With the intercession of nuns who advocated for her education, and a marriage to an American that lifted her from Colombia and planted her in Brookline, Massachusetts, teaching language at Boston University, that faith never left Ema, though she never found a church to house it or a community to nurture it. Not until she met her mentor and ministry partner Daniel, a Latino gay man who had just discovered the Episcopal Church and his call to priesthood, did Ema begin to discern her own call to serve God through Latino communities, particularly Latinas.

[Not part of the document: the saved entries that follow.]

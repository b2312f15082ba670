use crate::KdlError;
use crate::ast::Document;
use crate::lexer::{Lexer, Token};

mod document;
mod node;

/// Children blocks deeper than this are rejected instead of risking a
/// stack overflow on adversarial input.
pub const MAX_DEPTH: usize = 64;

pub struct Parser<'a> {
    lexer: Lexer<'a>,
    peek: Option<Token>,
    depth: usize,
}

impl<'a> Parser<'a> {
    pub fn new(input: &'a str) -> Result<Self, KdlError> {
        let mut lexer = Lexer::new(input);
        let peek = Some(lexer.next_token()?);
        Ok(Self {
            lexer,
            peek,
            depth: 0,
        })
    }

    pub(crate) fn bump(&mut self) -> Result<Token, KdlError> {
        let curr = self.peek.take().ok_or(KdlError::UnexpectedEof {
            message: "Unexpected end of input".into(),
            line: self.lexer.line(),
            column: self.lexer.column(),
            hint: None,
            code: Some(201),
        })?;
        self.peek = Some(self.lexer.next_token()?);
        Ok(curr)
    }

    pub(crate) fn peek(&self) -> Option<&Token> {
        self.peek.as_ref()
    }

    pub(crate) fn expect(&mut self, expected: Token) -> Result<Token, KdlError> {
        let token = self.bump()?;
        if token != expected {
            return Err(KdlError::SyntaxError {
                message: format!("Expected {:?}, got {:?}", expected, token),
                line: self.lexer.line(),
                column: self.lexer.column(),
                hint: Some("Check your syntax".into()),
                code: Some(202),
            });
        }
        Ok(token)
    }

    pub(crate) fn line(&self) -> usize {
        self.lexer.line()
    }

    pub(crate) fn column(&self) -> usize {
        self.lexer.column()
    }

    /// Parse a complete document and require that nothing but EOF follows.
    pub fn parse_document(&mut self) -> Result<Document, KdlError> {
        document::parse_document(self)
    }
}

#[cfg(test)]
mod tests;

Since that discovery, there is no stopping the torrent of Ema's energy and entrepreneurship, a “mother to mothers,” organizing Hispanic women of all ages to view themselves not as victims of the church kitchen, but rather as powerful agents of their own futures, full of possibility in concert with each other, in the faithfulness of God. In Salem's immigrant community, she taught mothers to support their gay sons with sex education. In Boston's South End, she has forged community with Hispanic youth and women elders. Now in East Boston, she is partnering with a young Lutheran woman church-planter to grow a new Hispanic church community that bridges denominations. Escaping by faith her mother's constraints, Ema's open, compassionate, loving deacon's heart - a woman's heart - has taken up her mother's community service, devoting 100% of every day to expanding our own Episcopal heart to include a whole new and growing Hispanic community learning, as Ema herself has learned, that they are made in the image of God.